In the entries below, find every line with "customers" and copy it.
——
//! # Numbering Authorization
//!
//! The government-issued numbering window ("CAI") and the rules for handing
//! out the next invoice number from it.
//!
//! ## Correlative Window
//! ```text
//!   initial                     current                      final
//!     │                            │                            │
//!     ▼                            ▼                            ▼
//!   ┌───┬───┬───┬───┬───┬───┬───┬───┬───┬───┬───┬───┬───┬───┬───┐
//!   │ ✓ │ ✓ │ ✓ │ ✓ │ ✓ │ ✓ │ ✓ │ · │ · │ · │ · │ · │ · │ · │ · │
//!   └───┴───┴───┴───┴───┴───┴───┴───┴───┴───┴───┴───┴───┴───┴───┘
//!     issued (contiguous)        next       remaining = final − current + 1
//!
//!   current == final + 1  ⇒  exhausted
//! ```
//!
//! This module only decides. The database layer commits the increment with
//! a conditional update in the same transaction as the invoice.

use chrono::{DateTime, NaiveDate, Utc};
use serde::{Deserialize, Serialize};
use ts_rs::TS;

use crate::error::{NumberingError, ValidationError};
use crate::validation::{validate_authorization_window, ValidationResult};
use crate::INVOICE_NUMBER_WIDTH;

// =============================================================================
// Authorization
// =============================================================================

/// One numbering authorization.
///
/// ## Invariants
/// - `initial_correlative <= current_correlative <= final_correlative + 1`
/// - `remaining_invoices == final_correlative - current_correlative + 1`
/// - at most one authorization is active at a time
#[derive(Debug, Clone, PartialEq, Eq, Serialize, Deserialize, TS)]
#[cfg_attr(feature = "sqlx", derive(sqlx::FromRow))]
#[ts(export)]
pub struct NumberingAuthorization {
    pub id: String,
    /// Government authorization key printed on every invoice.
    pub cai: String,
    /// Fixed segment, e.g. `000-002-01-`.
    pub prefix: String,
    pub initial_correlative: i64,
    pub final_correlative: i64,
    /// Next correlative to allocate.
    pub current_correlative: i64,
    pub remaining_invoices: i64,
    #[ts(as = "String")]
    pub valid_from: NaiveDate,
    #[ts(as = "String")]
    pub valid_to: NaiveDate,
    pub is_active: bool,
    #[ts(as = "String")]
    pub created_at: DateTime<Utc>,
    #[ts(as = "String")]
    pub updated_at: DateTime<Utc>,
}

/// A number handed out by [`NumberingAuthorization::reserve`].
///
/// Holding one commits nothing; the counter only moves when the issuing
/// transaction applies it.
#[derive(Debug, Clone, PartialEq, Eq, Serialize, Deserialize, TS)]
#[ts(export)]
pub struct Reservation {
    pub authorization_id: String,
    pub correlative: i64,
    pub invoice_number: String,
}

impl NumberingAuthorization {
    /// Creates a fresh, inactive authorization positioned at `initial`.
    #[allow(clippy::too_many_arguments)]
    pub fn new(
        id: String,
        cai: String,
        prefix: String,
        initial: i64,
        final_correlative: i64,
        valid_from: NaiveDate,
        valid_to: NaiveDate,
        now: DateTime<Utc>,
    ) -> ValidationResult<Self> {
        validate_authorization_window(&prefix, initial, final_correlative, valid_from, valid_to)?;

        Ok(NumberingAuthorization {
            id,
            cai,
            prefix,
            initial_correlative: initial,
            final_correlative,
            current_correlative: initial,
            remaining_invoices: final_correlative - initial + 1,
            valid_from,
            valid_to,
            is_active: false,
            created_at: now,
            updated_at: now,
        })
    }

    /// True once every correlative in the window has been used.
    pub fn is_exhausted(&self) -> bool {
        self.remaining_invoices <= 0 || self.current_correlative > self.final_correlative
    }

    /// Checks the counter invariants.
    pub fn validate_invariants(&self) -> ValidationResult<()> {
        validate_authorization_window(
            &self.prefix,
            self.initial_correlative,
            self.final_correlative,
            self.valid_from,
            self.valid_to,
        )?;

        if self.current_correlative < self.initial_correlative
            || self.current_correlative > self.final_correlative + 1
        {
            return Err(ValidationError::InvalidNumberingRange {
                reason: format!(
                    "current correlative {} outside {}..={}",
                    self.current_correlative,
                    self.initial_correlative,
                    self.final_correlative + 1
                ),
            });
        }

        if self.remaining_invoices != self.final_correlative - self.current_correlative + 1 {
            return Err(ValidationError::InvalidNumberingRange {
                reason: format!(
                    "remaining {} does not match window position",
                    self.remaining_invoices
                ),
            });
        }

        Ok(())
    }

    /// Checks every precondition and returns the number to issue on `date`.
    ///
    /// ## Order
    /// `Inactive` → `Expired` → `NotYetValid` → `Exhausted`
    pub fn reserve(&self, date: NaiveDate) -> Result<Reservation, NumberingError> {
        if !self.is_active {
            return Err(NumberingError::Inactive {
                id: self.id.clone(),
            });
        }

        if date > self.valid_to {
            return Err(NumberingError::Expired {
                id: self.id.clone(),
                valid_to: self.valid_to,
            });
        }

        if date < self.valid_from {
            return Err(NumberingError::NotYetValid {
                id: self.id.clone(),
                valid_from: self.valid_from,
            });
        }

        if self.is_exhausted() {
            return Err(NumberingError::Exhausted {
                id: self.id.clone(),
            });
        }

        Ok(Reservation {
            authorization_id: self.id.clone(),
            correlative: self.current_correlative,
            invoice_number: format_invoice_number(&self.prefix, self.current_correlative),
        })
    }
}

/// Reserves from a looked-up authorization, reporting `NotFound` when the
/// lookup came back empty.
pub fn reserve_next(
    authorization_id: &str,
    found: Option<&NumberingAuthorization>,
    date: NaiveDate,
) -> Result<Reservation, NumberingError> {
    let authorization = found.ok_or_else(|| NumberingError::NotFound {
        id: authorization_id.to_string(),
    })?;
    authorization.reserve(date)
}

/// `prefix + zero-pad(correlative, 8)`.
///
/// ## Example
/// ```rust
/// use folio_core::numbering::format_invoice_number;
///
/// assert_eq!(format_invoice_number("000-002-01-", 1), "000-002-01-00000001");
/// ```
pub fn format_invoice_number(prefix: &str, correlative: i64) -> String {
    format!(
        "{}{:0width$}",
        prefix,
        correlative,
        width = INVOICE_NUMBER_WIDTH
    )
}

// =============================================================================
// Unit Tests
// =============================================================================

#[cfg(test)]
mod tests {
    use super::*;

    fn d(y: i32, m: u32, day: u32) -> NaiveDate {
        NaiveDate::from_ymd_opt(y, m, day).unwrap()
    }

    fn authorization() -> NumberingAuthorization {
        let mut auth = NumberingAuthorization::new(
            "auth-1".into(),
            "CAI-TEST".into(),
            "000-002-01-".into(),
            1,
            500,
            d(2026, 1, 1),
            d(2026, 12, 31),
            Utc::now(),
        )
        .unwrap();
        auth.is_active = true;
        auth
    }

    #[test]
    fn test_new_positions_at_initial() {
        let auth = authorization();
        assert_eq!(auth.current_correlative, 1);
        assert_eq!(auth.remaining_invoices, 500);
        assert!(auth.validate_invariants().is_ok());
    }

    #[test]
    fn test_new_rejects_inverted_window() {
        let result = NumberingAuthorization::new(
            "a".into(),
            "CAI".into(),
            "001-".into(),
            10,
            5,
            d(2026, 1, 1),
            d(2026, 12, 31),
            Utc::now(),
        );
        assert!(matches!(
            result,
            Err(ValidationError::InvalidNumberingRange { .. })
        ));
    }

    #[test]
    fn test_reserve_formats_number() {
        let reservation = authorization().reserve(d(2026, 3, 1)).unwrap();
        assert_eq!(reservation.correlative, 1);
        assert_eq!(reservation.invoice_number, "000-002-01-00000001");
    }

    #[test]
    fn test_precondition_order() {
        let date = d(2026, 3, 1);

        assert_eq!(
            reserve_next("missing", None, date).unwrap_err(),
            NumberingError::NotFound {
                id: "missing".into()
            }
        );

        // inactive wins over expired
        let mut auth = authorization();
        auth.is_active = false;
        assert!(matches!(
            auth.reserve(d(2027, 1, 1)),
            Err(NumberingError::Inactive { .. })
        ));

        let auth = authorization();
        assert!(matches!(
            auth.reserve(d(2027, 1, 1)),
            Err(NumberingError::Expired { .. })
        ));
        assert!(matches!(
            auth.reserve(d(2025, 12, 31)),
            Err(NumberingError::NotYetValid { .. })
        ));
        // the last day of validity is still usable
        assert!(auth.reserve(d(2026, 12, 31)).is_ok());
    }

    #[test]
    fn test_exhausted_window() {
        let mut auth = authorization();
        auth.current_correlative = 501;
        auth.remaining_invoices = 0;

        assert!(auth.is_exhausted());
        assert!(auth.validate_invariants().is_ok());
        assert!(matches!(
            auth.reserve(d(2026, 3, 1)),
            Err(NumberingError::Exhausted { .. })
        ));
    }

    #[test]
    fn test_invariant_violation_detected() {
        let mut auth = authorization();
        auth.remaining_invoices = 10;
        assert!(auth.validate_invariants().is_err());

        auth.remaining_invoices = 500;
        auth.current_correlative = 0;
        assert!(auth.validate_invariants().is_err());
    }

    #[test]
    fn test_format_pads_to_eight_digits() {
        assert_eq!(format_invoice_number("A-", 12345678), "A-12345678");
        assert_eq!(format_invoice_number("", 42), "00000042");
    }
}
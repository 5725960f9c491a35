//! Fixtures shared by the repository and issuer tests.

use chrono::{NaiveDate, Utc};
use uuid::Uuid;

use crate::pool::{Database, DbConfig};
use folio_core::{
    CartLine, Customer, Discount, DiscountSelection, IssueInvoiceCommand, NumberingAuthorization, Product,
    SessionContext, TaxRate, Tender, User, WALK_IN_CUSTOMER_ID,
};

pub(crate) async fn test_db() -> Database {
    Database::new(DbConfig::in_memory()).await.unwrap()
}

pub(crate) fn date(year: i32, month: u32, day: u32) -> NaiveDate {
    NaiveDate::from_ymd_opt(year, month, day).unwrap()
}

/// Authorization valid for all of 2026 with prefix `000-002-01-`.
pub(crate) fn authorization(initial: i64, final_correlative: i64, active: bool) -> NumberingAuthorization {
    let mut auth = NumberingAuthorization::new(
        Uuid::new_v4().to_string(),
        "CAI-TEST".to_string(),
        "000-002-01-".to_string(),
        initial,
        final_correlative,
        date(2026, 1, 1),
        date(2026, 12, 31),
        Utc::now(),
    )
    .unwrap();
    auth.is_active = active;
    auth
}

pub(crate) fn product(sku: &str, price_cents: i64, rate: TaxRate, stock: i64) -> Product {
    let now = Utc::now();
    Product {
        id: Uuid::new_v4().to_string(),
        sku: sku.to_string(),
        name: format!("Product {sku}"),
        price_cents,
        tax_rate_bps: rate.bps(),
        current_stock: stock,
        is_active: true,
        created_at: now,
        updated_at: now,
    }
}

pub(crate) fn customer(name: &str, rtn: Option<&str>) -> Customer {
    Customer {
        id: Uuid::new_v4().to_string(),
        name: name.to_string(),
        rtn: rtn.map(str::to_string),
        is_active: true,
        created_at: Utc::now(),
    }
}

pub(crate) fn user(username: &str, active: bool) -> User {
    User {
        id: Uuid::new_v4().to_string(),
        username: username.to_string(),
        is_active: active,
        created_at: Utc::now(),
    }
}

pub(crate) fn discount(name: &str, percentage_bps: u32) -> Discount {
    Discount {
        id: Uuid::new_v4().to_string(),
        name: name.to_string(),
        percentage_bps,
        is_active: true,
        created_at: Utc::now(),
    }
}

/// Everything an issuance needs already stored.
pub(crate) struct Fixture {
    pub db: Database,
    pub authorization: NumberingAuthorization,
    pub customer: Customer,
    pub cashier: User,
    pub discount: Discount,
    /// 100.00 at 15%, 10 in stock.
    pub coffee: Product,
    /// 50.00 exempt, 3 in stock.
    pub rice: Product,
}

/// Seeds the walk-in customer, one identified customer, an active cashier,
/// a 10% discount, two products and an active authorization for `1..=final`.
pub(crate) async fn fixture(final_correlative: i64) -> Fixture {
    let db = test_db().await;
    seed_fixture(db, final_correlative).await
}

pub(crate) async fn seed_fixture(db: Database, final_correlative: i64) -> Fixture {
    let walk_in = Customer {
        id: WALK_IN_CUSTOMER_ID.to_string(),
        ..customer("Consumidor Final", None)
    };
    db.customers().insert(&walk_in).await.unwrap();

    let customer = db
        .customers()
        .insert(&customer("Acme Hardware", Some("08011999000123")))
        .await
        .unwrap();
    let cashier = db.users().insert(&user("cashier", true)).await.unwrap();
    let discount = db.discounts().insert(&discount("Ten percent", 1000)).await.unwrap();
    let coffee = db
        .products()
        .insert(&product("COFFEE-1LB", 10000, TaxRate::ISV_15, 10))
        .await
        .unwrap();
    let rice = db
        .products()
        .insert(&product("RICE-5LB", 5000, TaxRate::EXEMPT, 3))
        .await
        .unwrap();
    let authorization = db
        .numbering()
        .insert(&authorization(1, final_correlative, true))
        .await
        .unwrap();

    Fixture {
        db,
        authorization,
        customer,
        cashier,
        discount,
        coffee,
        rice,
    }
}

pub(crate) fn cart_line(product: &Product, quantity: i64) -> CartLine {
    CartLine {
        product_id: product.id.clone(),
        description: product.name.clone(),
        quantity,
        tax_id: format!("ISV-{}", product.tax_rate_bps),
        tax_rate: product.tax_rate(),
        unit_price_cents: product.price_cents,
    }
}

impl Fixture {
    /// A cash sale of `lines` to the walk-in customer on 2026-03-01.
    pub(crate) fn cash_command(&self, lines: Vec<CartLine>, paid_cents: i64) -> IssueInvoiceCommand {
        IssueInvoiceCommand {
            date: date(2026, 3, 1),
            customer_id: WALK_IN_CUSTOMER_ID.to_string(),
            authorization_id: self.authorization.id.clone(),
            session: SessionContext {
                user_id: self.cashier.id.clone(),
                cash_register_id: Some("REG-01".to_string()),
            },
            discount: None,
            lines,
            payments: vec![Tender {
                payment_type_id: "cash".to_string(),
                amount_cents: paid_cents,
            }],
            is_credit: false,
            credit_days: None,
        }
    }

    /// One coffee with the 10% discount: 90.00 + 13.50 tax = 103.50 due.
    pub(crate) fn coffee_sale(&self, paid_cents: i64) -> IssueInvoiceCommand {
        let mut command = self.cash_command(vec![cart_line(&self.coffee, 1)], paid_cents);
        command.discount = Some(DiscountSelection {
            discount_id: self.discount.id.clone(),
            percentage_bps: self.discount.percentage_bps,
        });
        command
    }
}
——
• [Finished exercise]:
    db.customers().insert(&walk_in).await.unwrap();
        .customers()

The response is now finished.